ASSIGNED TASK:
Among the entries that follow, find every line with the word "data" and copy it.

# # # # #

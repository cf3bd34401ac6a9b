// Copyright (c) AlphaVelocity.
// All rights reserved.
//
// This source code is licensed under the license found in the
// LICENSE file in the root directory of this source tree.

use crate::config::Settings;
use crate::utils::{fmt_amount, fmt_count, open_session, pretty_table};
use anyhow::Result;

pub fn handle(m: &clap::ArgMatches, settings: &Settings) -> Result<()> {
    let json_flag = m.get_flag("json");
    let jsonl_flag = m.get_flag("jsonl");
    let with_samples = m.get_flag("samples");
    let dash = open_session(m, settings)?;

    if crate::utils::maybe_print_json(json_flag, jsonl_flag, &dash.files())? {
        return Ok(());
    }
    let ccy = settings.display_currency.as_str();
    let data = dash
        .files()
        .iter()
        .map(|f| {
            vec![
                f.name.clone(),
                fmt_count(f.size),
                f.status.to_string(),
                fmt_count(f.row_count),
                fmt_count(f.processed_row_count),
                fmt_amount(&f.metrics.total_amount, ccy),
            ]
        })
        .collect();
    println!(
        "{}",
        pretty_table(&["File", "Bytes", "Status", "Rows", "Valid", "Amount"], data)
    );

    if with_samples {
        for f in dash.files().iter().filter(|f| !f.sample_rows.is_empty()) {
            println!("{}", f.name);
            let rows = f
                .sample_rows
                .iter()
                .map(|r| {
                    vec![
                        r.report_type.to_string(),
                        fmt_amount(&r.amount, ""),
                        r.currency.to_string(),
                        r.account_role.to_string(),
                        r.transaction_date.clone(),
                        r.serial_number.clone(),
                    ]
                })
                .collect();
            println!(
                "{}",
                pretty_table(&["Type", "Amount", "CCY", "Role", "Date", "Serial"], rows)
            );
        }
    }
    Ok(())
}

# # # # #

RESPONSE BOX:
    let data = dash
        pretty_table(&["File", "Bytes", "Status", "Rows", "Valid", "Amount"], data)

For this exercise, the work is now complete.